Wednesday, October 26, 2011

Literary Pilgrimage

I see that University of Cambridge classicist Simon Goldhill has discovered fandom in his new book, Freud's Couch, Scott's Buttocks, and Bronte's Grave, which was the subject of a recent profile in the Chronicle of Higher Education's PageView blog. His discomfort with readers who make pilgrimages to author-related sites is interesting; if anything, it shows why critics and fans, reading the same books, often exist in completely different universes.

I shouldn't show him, I guess, the photo of me, during a trip to New Orleans in 1989, casually reading a newspaper outside the French Quarter residence of William Faulkner (where he began his career as a writer):

Perhaps, however, my family will sympathize with Goldhill's skepticism. When I suggested a vacation trip to Pittsfield, Massachusetts, this summer, so we could visit the home of Herman Melville, they laughed, and then, with some alarm, asked if I was serious. I was.

Literary tourism is a big business, big enough to get a featured in O Magazine articles like "5 Legendary Writers' Homes." It has also been a hot topic in literary studies, where it is generally equated with superficiality and commercialism, the equivalent of taking a pre-packaged bus tour of a city rather than living in a neighborhood and learning the language. Literary pilgrimage has been the subject of satiric novels (like Brocke Clarke's An Arsonist's Guide to Writers' Homes in New England), as well as condemnatory papers about the public's naive obsession with authenticity or the emotional reality of texts (discussed previously in a Chronicle review, "You've Read the Book, Now Take a Look!," from 2009). Tourism, more generally, has been a hot topic in cultural studies for much of the last decade, the subject of journals like Tourist Studies, or research collectives like UC Berkeley's Tourism Studies Working Group, and also the subject of books in anthropology, literature, history, and music, from Barbara Kirshenblatt-Gimblett's Destination Culture: Tourism, Museums, and Heritage (U. California Press, 1998) to Stephen A. King's I'm Feeling the Blues Right Now: Blues Tourism and the Mississippi Delta (University Press of Mississippi, 2011).

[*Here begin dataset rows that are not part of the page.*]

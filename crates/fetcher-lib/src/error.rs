//! Error types for the extraction pipeline

use crate::models::AggregateKind;

/// Failure of a single field lookup inside an allocation item
#[derive(thiserror::Error, Debug, Clone, PartialEq)]
pub enum FieldError {
    #[error("missing field `{0}`")]
    Missing(String),

    #[error("field `{field}` is not {expected}")]
    WrongType {
        field: String,
        expected: &'static str,
    },
}

/// Allocation response body whose envelope cannot be decoded
#[derive(thiserror::Error, Debug, Clone, PartialEq)]
pub enum EnvelopeError {
    #[error("invalid JSON: {0}")]
    InvalidJson(String),

    #[error("expected a JSON object, got {0}")]
    NotAnObject(&'static str),

    #[error("missing field `data`")]
    MissingData,

    #[error("field `data` must be an array, got {0}")]
    DataNotArray(&'static str),

    #[error("data[{index}] must be an object or null, got {found}")]
    BadBucket { index: usize, found: &'static str },
}

/// Failure reported by an object storage backend
#[derive(thiserror::Error, Debug)]
pub enum StorageError {
    #[error("object {0} not found")]
    NotFound(String),

    #[error("storage backend error: {0}")]
    Backend(String),

    #[error("I/O error: {0}")]
    Io(#[from] std::io::Error),
}

/// Terminal failure of one resource-kind pipeline
#[derive(thiserror::Error, Debug)]
pub enum PipelineError {
    #[error("fetching {kind} allocations failed after {attempts} attempts: {source}")]
    Fetch {
        kind: AggregateKind,
        attempts: u32,
        #[source]
        source: reqwest::Error,
    },

    #[error("decoding {kind} allocation response failed: {reason}")]
    Decode { kind: AggregateKind, reason: String },

    #[error("{kind} item {item:?} is malformed: {source}")]
    MalformedRecord {
        kind: AggregateKind,
        item: String,
        #[source]
        source: FieldError,
    },

    #[error("existing dataset {key} is corrupt: {reason}")]
    CorruptDataset { key: String, reason: String },

    #[error("persisting dataset {key} failed: {source}")]
    Persist {
        key: String,
        #[source]
        source: StorageError,
    },
}

impl PipelineError {
    /// Pipeline stage that produced the error
    pub fn stage(&self) -> &'static str {
        match self {
            PipelineError::Fetch { .. } => "fetch",
            PipelineError::Decode { .. } => "decode",
            PipelineError::MalformedRecord { .. } => "normalize",
            PipelineError::CorruptDataset { .. } => "load",
            PipelineError::Persist { .. } => "persist",
        }
    }
}

#[cfg(test)]
mod tests {
    use super::*;

    #[test]
    fn test_malformed_record_message_includes_path() {
        let err = PipelineError::MalformedRecord {
            kind: AggregateKind::Pod,
            item: "web-0".to_string(),
            source: FieldError::WrongType {
                field: "cpuCost".to_string(),
                expected: "a number",
            },
        };

        assert_eq!(err.stage(), "normalize");
        assert_eq!(
            err.to_string(),
            "pod item \"web-0\" is malformed: field `cpuCost` is not a number"
        );
    }

    #[test]
    fn test_stage_names() {
        let corrupt = PipelineError::CorruptDataset {
            key: "Node/Node.csv".to_string(),
            reason: "bad quote".to_string(),
        };
        let persist = PipelineError::Persist {
            key: "Node/Node.csv".to_string(),
            source: StorageError::Backend("access denied".to_string()),
        };

        assert_eq!(corrupt.stage(), "load");
        assert_eq!(persist.stage(), "persist");
    }
}
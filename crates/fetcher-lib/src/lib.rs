//! Library for extracting Kubernetes cost efficiency data
//!
//! This crate provides the core functionality for:
//! - Fetching allocation reports from the cost model API
//! - Normalizing per-kind allocation items into fixed-width rows
//! - Appending rows to durable CSV datasets in object storage
//! - Running one pipeline per aggregate kind concurrently
//! - Metrics and structured logging

pub mod allocation;
pub mod client;
pub mod error;
pub mod models;
pub mod normalize;
pub mod observability;
pub mod pipeline;
pub mod storage;

pub use client::{AllocationClient, AllocationClientBuilder};
pub use error::{EnvelopeError, FieldError, PipelineError, StorageError};
pub use models::*;
pub use normalize::KindDescriptor;
pub use observability::{FetcherMetrics, RunLogger};
pub use pipeline::{
    run_all, run_pipeline, PipelineContext, PipelineContextBuilder, PipelineOutcome,
    PipelineReport,
};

From the standpoint of fans, visiting sites associated with various performers, works, or characters is a key element of how they decode works, aesthetize their lives, and shape cultural experience. As far as I can tell, however, work in fan studies has not had any explicit impact on the study of tourism. It might be time to connect that gap by holding some kind of meeting that will enable a sharing of perspectives from anthropology, history, literature, media studies, and religion on fandom and the power of place. Sounds like a good panel, at least, no?